The dialogue is so atrocious, and the story so obvious. (I wonder if she'll manage her boxer to the championship, and if he'll win the championship, and if she'll lose herself along the way, and if she'll later find herself and make amends and everyone will be happy? I won't say, but it's worth pondering while you wait for the incredibly unexpected ending of this riveting motion-picture experience.) This film would have played better as mime. Or as mime performed by robots.

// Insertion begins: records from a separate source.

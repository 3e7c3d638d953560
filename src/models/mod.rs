//! Plain data objects crossing the consumer boundary.
//!
//! The route layer hands these in (deserialized from request bodies and
//! query strings) and receives the record structs defined alongside each
//! repository.

pub mod limit;
pub mod property;
pub mod user;

pub use limit::Limit;
pub use property::{NewProperty, PropertySearch};
pub use user::NewUser;
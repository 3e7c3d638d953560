//! Reservation history for guests.

use chrono::NaiveDate;
use serde::Serialize;
use sqlx::{FromRow, PgPool};

use crate::error::DbResult;
use crate::models::Limit;

/// A guest's past reservation joined with the booked property and that
/// property's average review rating.
///
/// The property's own id is carried by `property_id`; the remaining
/// property columns are flattened in alongside the reservation fields.
#[derive(Debug, Clone, Serialize, FromRow)]
pub struct GuestReservation {
    pub id: i32,
    pub guest_id: i32,
    pub property_id: i32,
    pub start_date: NaiveDate,
    pub end_date: NaiveDate,
    pub owner_id: i32,
    pub title: String,
    pub description: String,
    pub thumbnail_photo_url: String,
    pub cover_photo_url: String,
    pub cost_per_night: i32,
    pub parking_spaces: i32,
    pub number_of_bathrooms: i32,
    pub number_of_bedrooms: i32,
    pub country: String,
    pub street: String,
    pub city: String,
    pub province: String,
    pub post_code: String,
    pub average_rating: f64,
}

/// Past reservations with property details and mean review rating.
///
/// Grouped by property and reservation identity so the review join cannot
/// duplicate rows; `AVG` is cast to float8 because sqlx does not decode
/// Postgres NUMERIC natively.
const PAST_RESERVATIONS_SQL: &str = r#"
SELECT
    reservations.id,
    reservations.guest_id,
    reservations.property_id,
    reservations.start_date,
    reservations.end_date,
    properties.owner_id,
    properties.title,
    properties.description,
    properties.thumbnail_photo_url,
    properties.cover_photo_url,
    properties.cost_per_night,
    properties.parking_spaces,
    properties.number_of_bathrooms,
    properties.number_of_bedrooms,
    properties.country,
    properties.street,
    properties.city,
    properties.province,
    properties.post_code,
    AVG(property_reviews.rating)::float8 AS average_rating
FROM reservations
JOIN properties ON properties.id = reservations.property_id
JOIN property_reviews ON property_reviews.property_id = properties.id
WHERE reservations.guest_id = $1
  AND reservations.end_date < CURRENT_DATE
GROUP BY properties.id, reservations.id
ORDER BY reservations.start_date, reservations.id
LIMIT $2
"#;

/// Reservation repository. Reservations are only read by this layer.
pub struct ReservationRepo<'a> {
    pool: &'a PgPool,
}

impl<'a> ReservationRepo<'a> {
    pub fn new(pool: &'a PgPool) -> Self {
        Self { pool }
    }

    /// List a guest's past reservations: strictly ended before today,
    /// oldest start date first, capped at `limit` rows.
    pub async fn list_past_for_guest(
        &self,
        guest_id: i32,
        limit: Limit,
    ) -> DbResult<Vec<GuestReservation>> {
        let reservations: Vec<GuestReservation> = sqlx::query_as(PAST_RESERVATIONS_SQL)
            .bind(guest_id)
            .bind(limit.get())
            .fetch_all(self.pool)
            .await?;

        Ok(reservations)
    }
}

#[cfg(test)]
mod tests {
    use super::*;

    // The date bound, grouping, and ordering are load-bearing: past-only
    // rows, no fan-out duplication, ascending stay order with id breaking
    // start-date ties.
    #[test]
    fn past_reservations_query_shape() {
        assert!(PAST_RESERVATIONS_SQL.contains("reservations.end_date < CURRENT_DATE"));
        assert!(PAST_RESERVATIONS_SQL.contains("GROUP BY properties.id, reservations.id"));
        assert!(
            PAST_RESERVATIONS_SQL.contains("ORDER BY reservations.start_date, reservations.id")
        );
        assert!(PAST_RESERVATIONS_SQL.contains("LIMIT $2"));
    }
}
//! Database connection pool management.
//!
//! Uses sqlx `PgPool` with explicit connection limits. Acquisition and
//! release are scoped per query, so a failed statement never leaks its
//! connection back out of the pool.

use sqlx::postgres::PgPoolOptions;
use sqlx::PgPool;

use crate::config::DbConfig;
use crate::error::DbResult;

/// Create a PostgreSQL connection pool.
///
/// # Errors
///
/// Returns an error if the connection fails.
///
/// # Example
///
/// ```ignore
/// let config = DbConfig::from_env()?;
/// let pool = create_pool(&config).await?;
/// ```
pub async fn create_pool(config: &DbConfig) -> DbResult<PgPool> {
    let pool = PgPoolOptions::new()
        .max_connections(config.max_connections)
        .connect(&config.database_url)
        .await?;

    tracing::debug!(
        max_connections = config.max_connections,
        "connected to database"
    );

    Ok(pool)
}

#[cfg(test)]
mod tests {
    use super::*;

    // Integration tests require a real database
    // Run with: DATABASE_URL=postgres://... cargo test -- --ignored

    #[tokio::test]
    #[ignore = "requires database"]
    async fn pool_acquires_connection() {
        let url = std::env::var("DATABASE_URL").expect("DATABASE_URL required");
        let pool = create_pool(&DbConfig::new(url))
            .await
            .expect("pool creation failed");

        let result: (i32,) = sqlx::query_as("SELECT 1")
            .fetch_one(&pool)
            .await
            .expect("query failed");

        assert_eq!(result.0, 1);
    }

    #[tokio::test]
    #[ignore = "requires database"]
    async fn concurrent_pool_access() {
        let url = std::env::var("DATABASE_URL").expect("DATABASE_URL required");
        let pool = create_pool(&DbConfig::new(url))
            .await
            .expect("pool creation failed");

        // Queries from concurrent tasks share the pool without interfering
        let handles: Vec<_> = (0..10)
            .map(|i| {
                let pool = pool.clone();
                tokio::spawn(async move {
                    let result: (i32,) = sqlx::query_as("SELECT $1::int")
                        .bind(i)
                        .fetch_one(&pool)
                        .await
                        .expect("concurrent query failed");
                    result.0
                })
            })
            .collect();

        for (i, handle) in handles.into_iter().enumerate() {
            let result = handle.await.expect("task panicked");
            assert_eq!(result, i as i32);
        }
    }
}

In any event, while we wait for the novelization of this movie to come out (I hear it's going to be a coloring book!), we can only pray that February and March, traditionally the worst movie months of the year, pass quickly, and that Hollywood can sweep out the filth like Against the Ropes in time for the long-awaited summer blockbuster season, when, even if the movies are insipid and ill-conceived, they can at least distract us from their lack of script and dialogue with a dazzling array of explosions and butts. Until that time, when Charlie's Angels Episode 3: The Phantom Thong comes like a cinematic narcotic, I can only recommend staying away from the mainstream theaters, lest you enjoy seeing the likes of Meg Ryan trying to perform the delicate operation of warming hearts by using a flamethrower and a crate of napalm.

Against the Ropes is not showing in any theaters in the area.